Read on to discover ways in which you can reduce your cat’s chances of a poop problem.

1. Drink more water

Cats aren’t great at drinking enough water. Wet food can greatly increase their water intake, but unfortunately isn’t as good for their teeth as dry biscuits. Cats fed wet food tend to have more moist, and often smellier stools! Try to encourage your cat to drink more water.

Lots of cats enjoy drinking from places that aren’t their water bowl. Leaving glasses around their favourite areas, using water fountains or leaving taps running may increase how much your cat drinks. Cats are awkward, and don’t like to drink where they eat! Placing a water bowl away from their feeding station may also increase their water intake. If your cat isn’t keen on plain water, occasional flavouring with tuna in spring water, or boiled chicken water might make it more appealing.

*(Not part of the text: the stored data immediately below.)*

//! HTTP client for TheMealDB

use std::time::Duration;

use reqwest::{Client, ClientBuilder};
use serde::de::DeserializeOwned;
use url::Url;

use mealplan_core::prelude::*;
use mealplan_core::{Category, RecipeDetail, RecipeSummary};

use crate::protocol::{CategoriesEnvelope, MealsEnvelope};
use crate::source::RecipeSource;

/// Public TheMealDB v1 endpoint
pub const DEFAULT_BASE_URL: &str = "https://www.themealdb.com/api/json/v1/1";

/// Default request timeout in seconds
pub const DEFAULT_TIMEOUT_SECS: u64 = 15;

const CONNECT_TIMEOUT_SECS: u64 = 5;

/// Thin typed wrapper over the five TheMealDB endpoints.
///
/// No retries and no caching: each call is one GET, and any transport,
/// status or decoding failure is returned to the caller.
#[derive(Debug, Clone)]
pub struct MealDbClient {
    http: Client,
    base_url: Url,
}

impl MealDbClient {
    pub fn new(base_url: &str, timeout: Duration) -> Result<Self> {
        // A trailing slash makes `Url::join` append instead of replacing the
        // last path segment
        let normalized = if base_url.ends_with('/') {
            base_url.to_string()
        } else {
            format!("{base_url}/")
        };
        let base_url = Url::parse(&normalized)
            .map_err(|e| Error::config_invalid(format!("api.base_url {base_url:?}: {e}")))?;

        let http = ClientBuilder::new()
            .timeout(timeout)
            .connect_timeout(Duration::from_secs(CONNECT_TIMEOUT_SECS).min(timeout))
            .build()
            .map_err(|e| Error::http(format!("failed to build HTTP client: {e}")))?;

        Ok(Self { http, base_url })
    }

    /// Client for the public API with the default timeout
    pub fn with_defaults() -> Result<Self> {
        Self::new(DEFAULT_BASE_URL, Duration::from_secs(DEFAULT_TIMEOUT_SECS))
    }

    pub fn base_url(&self) -> &Url {
        &self.base_url
    }

    /// Build the URL for `endpoint`, percent-encoding the query value
    pub fn endpoint_url(&self, endpoint: &str, query: Option<(&str, &str)>) -> Result<Url> {
        let mut url = self
            .base_url
            .join(endpoint)
            .map_err(|e| Error::api(format!("bad endpoint {endpoint}: {e}")))?;
        if let Some((key, value)) = query {
            url.query_pairs_mut().append_pair(key, value);
        }
        Ok(url)
    }

    async fn get_json<T: DeserializeOwned>(
        &self,
        endpoint: &str,
        query: Option<(&str, &str)>,
    ) -> Result<T> {
        let url = self.endpoint_url(endpoint, query)?;
        debug!("GET {}", url);

        let response = self
            .http
            .get(url)
            .send()
            .await
            .map_err(|e| Error::http(e.to_string()))?;

        let status = response.status();
        if !status.is_success() {
            return Err(Error::api_status(status.as_u16(), endpoint));
        }

        let body = response
            .text()
            .await
            .map_err(|e| Error::http(e.to_string()))?;
        serde_json::from_str(&body)
            .map_err(|e| Error::api(format!("unexpected response from {endpoint}: {e}")))
    }

    async fn get_meals(&self, endpoint: &str, query: Option<(&str, &str)>) -> Result<MealsEnvelope> {
        self.get_json(endpoint, query).await
    }
}

impl RecipeSource for MealDbClient {
    async fn search_recipes(&self, query: &str) -> Result<Vec<RecipeSummary>> {
        let envelope = self.get_meals("search.php", Some(("s", query))).await?;
        let results: Vec<RecipeSummary> = envelope
            .into_meals()
            .into_iter()
            .map(|m| m.into_summary())
            .collect();
        trace!("search {:?} -> {} results", query, results.len());
        Ok(results)
    }

    async fn get_recipe_by_id(&self, id: &str) -> Result<Option<RecipeDetail>> {
        let envelope = self.get_meals("lookup.php", Some(("i", id))).await?;
        Ok(envelope
            .into_meals()
            .into_iter()
            .next()
            .map(|m| m.into_detail()))
    }

    async fn get_categories(&self) -> Result<Vec<Category>> {
        let envelope: CategoriesEnvelope = self.get_json("categories.php", None).await?;
        Ok(envelope.into_categories())
    }

    async fn get_recipes_by_category(&self, category: &str) -> Result<Vec<RecipeSummary>> {
        let envelope = self.get_meals("filter.php", Some(("c", category))).await?;
        Ok(envelope
            .into_meals()
            .into_iter()
            .map(|m| m.into_filtered_summary(category))
            .collect())
    }

    async fn get_random_recipe(&self) -> Result<Option<RecipeDetail>> {
        let envelope = self.get_meals("random.php", None).await?;
        Ok(envelope
            .into_meals()
            .into_iter()
            .next()
            .map(|m| m.into_detail()))
    }
}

2. Make pooping a pleasant experience

Cats like privacy, and they can be fussy with their litter trays. Make your cat’s toilet as nice as it can be. Find out which tray your cat likes - this may be deep, wide or shallow. Offer them different litter types, some like clay between their toes; and others like to bury their business in wood pellets! Place your tray in an area where your cat has privacy, no-one enjoys an audience! If you’ve got a particularly private pooper, try a hooded litter tray. And always keep the toilet clean.

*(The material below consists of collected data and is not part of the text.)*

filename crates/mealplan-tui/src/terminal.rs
//! Terminal setup and restoration

/// Install a panic hook that restores the terminal before printing the panic
pub fn install_panic_hook() {
    let original_hook = std::panic::take_hook();
    std::panic::set_hook(Box::new(move |panic_info| {
        ratatui::restore();
        original_hook(panic_info);
    }));
}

Cats don’t like to share their toilets, so if you’ve got multiple cats always make sure there’s a spare tray. The general rule for multi-cat household trays is number of cats + 1. If you had 3 cats you’d need 4 trays, more trays equals happier cats!

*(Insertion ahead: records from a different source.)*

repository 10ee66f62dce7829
//! Meal slot editor: free-text name or a recipe from the local book

use ratatui::{
    buffer::Buffer,
    layout::Rect,
    text::{Line, Span},
    widgets::{Paragraph, Widget},
};

use mealplan_app::meal_planner::MealEditor;
use mealplan_core::Recipe;

use super::{field_line, list_row, open_modal};
use crate::theme::Palette;
use crate::widgets::scroll_offset;

pub struct MealEditorDialog<'a> {
    editor: &'a MealEditor,
    recipes: &'a [Recipe],
    palette: &'a Palette,
}

impl<'a> MealEditorDialog<'a> {
    pub fn new(editor: &'a MealEditor, recipes: &'a [Recipe], palette: &'a Palette) -> Self {
        Self {
            editor,
            recipes,
            palette,
        }
    }
}

impl Widget for MealEditorDialog<'_> {
    fn render(self, area: Rect, buf: &mut Buffer) {
        let inner = open_modal(buf, area, 50, 16, self.editor.title(), self.palette);
        if inner.height < 4 {
            return;
        }

        let linked = match &self.editor.recipe_id {
            Some(_) => Span::styled("  Linked to a recipe", self.palette.status_green()),
            None => Span::styled("  Custom meal", self.palette.text_muted()),
        };
        let header = vec![
            field_line("Meal", &self.editor.name, true, self.palette),
            Line::from(linked),
            Line::default(),
            Line::from(Span::styled("  RECIPES", self.palette.accent_bold())),
        ];
        Paragraph::new(header).render(Rect { height: 4, ..inner }, buf);

        let list_area = Rect {
            y: inner.y + 4,
            height: inner.height - 4,
            ..inner
        };
        let cursor = self.editor.recipe_cursor;
        let lines: Vec<Line<'static>> = self
            .recipes
            .iter()
            .enumerate()
            .map(|(i, recipe)| {
                list_row(
                    format!("{} ({})", recipe.name, recipe.category),
                    cursor == Some(i),
                    self.palette,
                )
            })
            .collect();
        let offset = scroll_offset(cursor.unwrap_or(0), lines.len(), list_area.height as usize);
        Paragraph::new(lines)
            .scroll((offset as u16, 0))
            .render(list_area, buf);
    }
}

#[cfg(test)]
mod tests {
    use super::*;
    use crate::test_utils::render_text;
    use crate::theme::palette::DARK;
    use mealplan_core::{seed_recipes, DayOfWeek, MealType};

    fn render(editor: &MealEditor, recipes: &[Recipe]) -> String {
        render_text(80, 24, |frame| {
            frame.render_widget(MealEditorDialog::new(editor, recipes, &DARK), frame.area())
        })
    }

    #[test]
    fn test_empty_slot_editor() {
        let editor = MealEditor::open(DayOfWeek::Tuesday, MealType::Dinner, None);
        let text = render(&editor, &seed_recipes());

        assert!(text.contains("Tuesday - Dinner"));
        assert!(text.contains("Custom meal"));
        assert!(text.contains("Greek Salad (Lunch)"));
    }

    #[test]
    fn test_cycled_recipe_is_linked_and_highlighted() {
        let recipes = seed_recipes();
        let mut editor = MealEditor::open(DayOfWeek::Monday, MealType::Lunch, None);
        editor.cycle_recipe(&recipes, true);
        let text = render(&editor, &recipes);

        assert!(text.contains("Meal: Avocado Toast_"));
        assert!(text.contains("Linked to a recipe"));
        assert!(text.contains("▶ Avocado Toast (Breakfast)"));
    }
}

Cats are sensitive to environmental pressures and perceived threats. If your cat is worried they may hold in their poop. If your cat has had a negative faecal experience - whether pain, being attacked by another cat when they’re vulnerable or just an inappropriate tray this may make him more worried about going to the toilet. Pheromone diffusers close to the area might make your pet more comfortable. Make the toilet your cat’s favourite place.

3. Increase fibre intake

There are multiple options for increasing your cat’s fibre intake. Special diets are available from your vet, and there are many nutritional supplements that can be purchased via prescription or over the counter. Speak to your vet about the best option for your feline friend. High fibre diets help to bulk out the faeces, increasing motility of the gastrointestinal tract and colon and increase the ability of the bowel to absorb water into faecal material.

4. Increase activity and play

Movement is great for getting the GI tract moving! Encourage play, try new toys and have fun with your pet. Healthy and active cats are less likely to get constipated. Cats who regularly move are less likely to be obese, which is one of the causes of constipation. Sedentary cats might not always just be lazy, if you’ve got a cat who isn’t interested in playing or moving - get a check and ensure there aren’t any health problems occurring.

Medical treatments for cat constipation

If your cat is regularly experiencing constipation, or showing signs of illness seek veterinary advice as soon as you can. Lots of conditions can be successfully managed or treated, but they must be caught early. Your vet will perform a full clinical exam to narrow down the causes of constipation, but may suggest further investigations like bloodwork or imaging. Treatment varies between conditions, and there is no one-size-fits-all remedy.

Your vet may need to do one or more of the following treatments to help your cat get back to normal:

  • Intravenous fluid therapy given via a drip to rehydrate your pet
  • Manual removal of faecal material in the colon, as an enema
  • Administration of laxatives. Laxatives increase motility through the colon and GI tract. These can be given directly into the anus and colon, or may be prescribed as oral medication to give at home.

Constipation isn’t always avoidable, but ensuring your cat’s health is the best it can be may reduce the chances of this happening. Ensure a good quality diet, fresh water and a suitable litter tray are always available - and keep your cat lean and active! These simple steps will reduce the chances of your pet needing regular vet trips for the stinkiest of problems.